La Bible ne fait pas le moine de Marty Feldman (1980) - ★★★★★★★☆☆☆

 


 

Sous ses allures ''Monty Pythonesque'', la séquence d'ouverture de La Bible ne fait pas le moine de et avec Marty Feldman ressemble aux premiers méfaits de Terry Jones ou Terry Gilliam. À la différence de quoi, leur homologue britannique n'aura réalisé durant une carrière principalement consacrée à l'interprétation, que deux longs-métrages. Mon 'Beau' légionnaire en 1977, sur lequel il n'est pas idiot de penser que je reviendrai peut-être l'un de ces jours, ainsi que La Bible ne fait pas le moine, donc, et qui lui date de 1980. Une carrière étonnante que celle de Marty Feldman qui, si l'on fait confiance à l'Internet Movie Data Base n'est apparu que dans vingt-sept films et séries télévisées. Ce qui s'explique certainement par le jeune âge auquel l'acteur a disparu. Débutant sa carrière en 1958 et la terminant vingt-cinq ans plus tard en 1983 avec Barbe d'or et les pirates (Yellowbeard) de Mel Damski, Marty Feldman meurt effectivement un an avant que ne sorte sur les écrans le dernier film dans lequel il devait apparaître d'une crise cardiaque. À seulement quarante-huit ans. Une perte immense pour le cinéma britannique en particulier et même mondial pour celui qui se montra si généreux en matière de pitreries à l'écran. On se souviendra bien évidemment de son rôle d'Igor dans le Frankenstein Junior de Mel Brooks ou de Marty Eggs dans La Dernière Folie de Mel Brooks du même réalisateur, mais ce serait faire l'impasse sur son métier de réalisateur qui se conclut donc en 1980 au bout de deux longs-métrages seulement. Dans La Bible ne fait pas le moine, Marty Feldman tient le principal rôle de frère Ambroise. Un jeune frère en soutane (laquelle sera scrupuleusement portée une bonne partie du récit) envoyé à la rencontre du Grand Armageddon par le père Abbot Thélonious (l'acteur anglais Wilfrid Hyde-White, habitué des rôles de majordomes et que l'on a pu notamment voir dans Les Dix Petits Indiens de George Pollock en 1965, La Chambre des horreurs d'Hy Averback l'année suivante ou deux épisodes de la série Columbo en 1972 et 1976...

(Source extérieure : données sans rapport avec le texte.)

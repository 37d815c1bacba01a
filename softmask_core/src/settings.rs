// Copyright 2026 the Softmask Authors
// SPDX-License-Identifier: Apache-2.0 OR MIT

//! Global soft-masking configuration.

use crate::mask::DownSamplingRate;
use crate::resource::MaterialId;

/// How far a mask's world transform must move before its buffer is redrawn.
#[derive(Clone, Copy, Debug, Default, PartialEq, Eq, Hash)]
pub enum TransformSensitivity {
    /// Ignore changes smaller than one world unit.
    Low,
    /// Ignore changes smaller than a tenth of a world unit.
    #[default]
    Medium,
    /// Ignore changes smaller than a hundredth of a world unit.
    High,
}

impl TransformSensitivity {
    /// Returns the per-coefficient change threshold in world units.
    #[must_use]
    pub const fn threshold(self) -> f64 {
        match self {
            Self::Low => 1.0,
            Self::Medium => 0.1,
            Self::High => 0.01,
        }
    }
}

/// What to do when a base material has no soft-maskable shader variant.
#[derive(Clone, Copy, Debug, Default, PartialEq, Eq, Hash)]
pub enum ShaderFallback {
    /// Render with the base material, unmasked.
    #[default]
    PassThrough,
    /// Derive the masked material from this default soft-maskable material
    /// instead.
    DefaultVariant(MaterialId),
}

/// Row order of the off-screen buffer relative to screen space.
///
/// Screen points handed to the core are always top-left origin; this selects
/// how they map onto buffer rows when sampling for raycasts.
#[derive(Clone, Copy, Debug, Default, PartialEq, Eq, Hash)]
pub enum BufferOrigin {
    /// Buffer row 0 is the top of the screen.
    TopLeft,
    /// Buffer row 0 is the bottom of the screen (GL-style).
    #[default]
    BottomLeft,
}

/// Configuration shared by every mask in a soft-mask context.
#[derive(Clone, Copy, Debug, PartialEq)]
pub struct SoftMaskSettings {
    /// Master switch. When off, every element renders with its base material.
    pub enabled: bool,
    /// Whether derived materials are built for single-pass stereo rendering.
    pub stereo: bool,
    /// Down-sampling rate given to newly created masks.
    pub default_down_sampling: DownSamplingRate,
    /// World-transform change threshold for redrawing a mask.
    pub transform_sensitivity: TransformSensitivity,
    /// Behaviour when no soft-maskable shader variant exists.
    pub shader_fallback: ShaderFallback,
    /// Minimum alpha for a raycast to count as inside a mask.
    pub hit_alpha_threshold: f32,
    /// Row order used when sampling the buffer.
    pub buffer_origin: BufferOrigin,
}

impl SoftMaskSettings {
    /// Default settings for mono rendering.
    #[must_use]
    pub const fn new() -> Self {
        Self {
            enabled: true,
            stereo: false,
            default_down_sampling: DownSamplingRate::None,
            transform_sensitivity: TransformSensitivity::Medium,
            shader_fallback: ShaderFallback::PassThrough,
            hit_alpha_threshold: 0.01,
            buffer_origin: BufferOrigin::BottomLeft,
        }
    }

    /// Default settings with stereo rendering enabled.
    #[must_use]
    pub const fn stereo() -> Self {
        let mut settings = Self::new();
        settings.stereo = true;
        settings
    }
}

impl Default for SoftMaskSettings {
    fn default() -> Self {
        Self::new()
    }
}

Quittant le confort de son monastère, Ambroise part à la rencontre du monde, et notamment de la vie bouillonnante de Los Angeles. Une ville foisonnante, bruyante, dans laquelle sa présence ne ferait pas tâche parmi les noctambules qui y déploient leur singularité si lui-même n'y apparaissait pas si insolite. C'est là-bas qu'Ambroise va non seulement devoir tout entreprendre afin de rencontrer le Grand Armageddon, seul à pouvoir subvenir aux besoins du monastère, mais aussi faire la connaissance de Mary, une prostituée qui rapidement va le prendre sous son aile et abriter le jeune frère sous son toit. Cette visite de la Cité des Anges sera pour Ambroise, un véritable bouleversement. Lui qui depuis toujours à voué son existence à Dieu va effectivement y découvrir ce qu'est l'amour dans les bras de Mary. Aux côtés de l'acteur et réalisateur l'on retrouve l'actrice Louise Lasser qui entre 1966 et 1970 fut mariée au réalisateur américain Woody Allen ainsi que Peter Boyle qui tourna notamment pour Peter Medak, Martin Scorsese, William Friedkin, Irwin Allen, Walter Hill ou Spike Lee mais que l'on vit également six ans avant le tournage de La Bible ne fait pas le moine dans Frankenstein Junior de Mel Brooks et dans lequel il côtoya déjà Marty Feldman en endossant le rôle de la créature du célèbre docteur (ici renommé Frederick Frankenstein !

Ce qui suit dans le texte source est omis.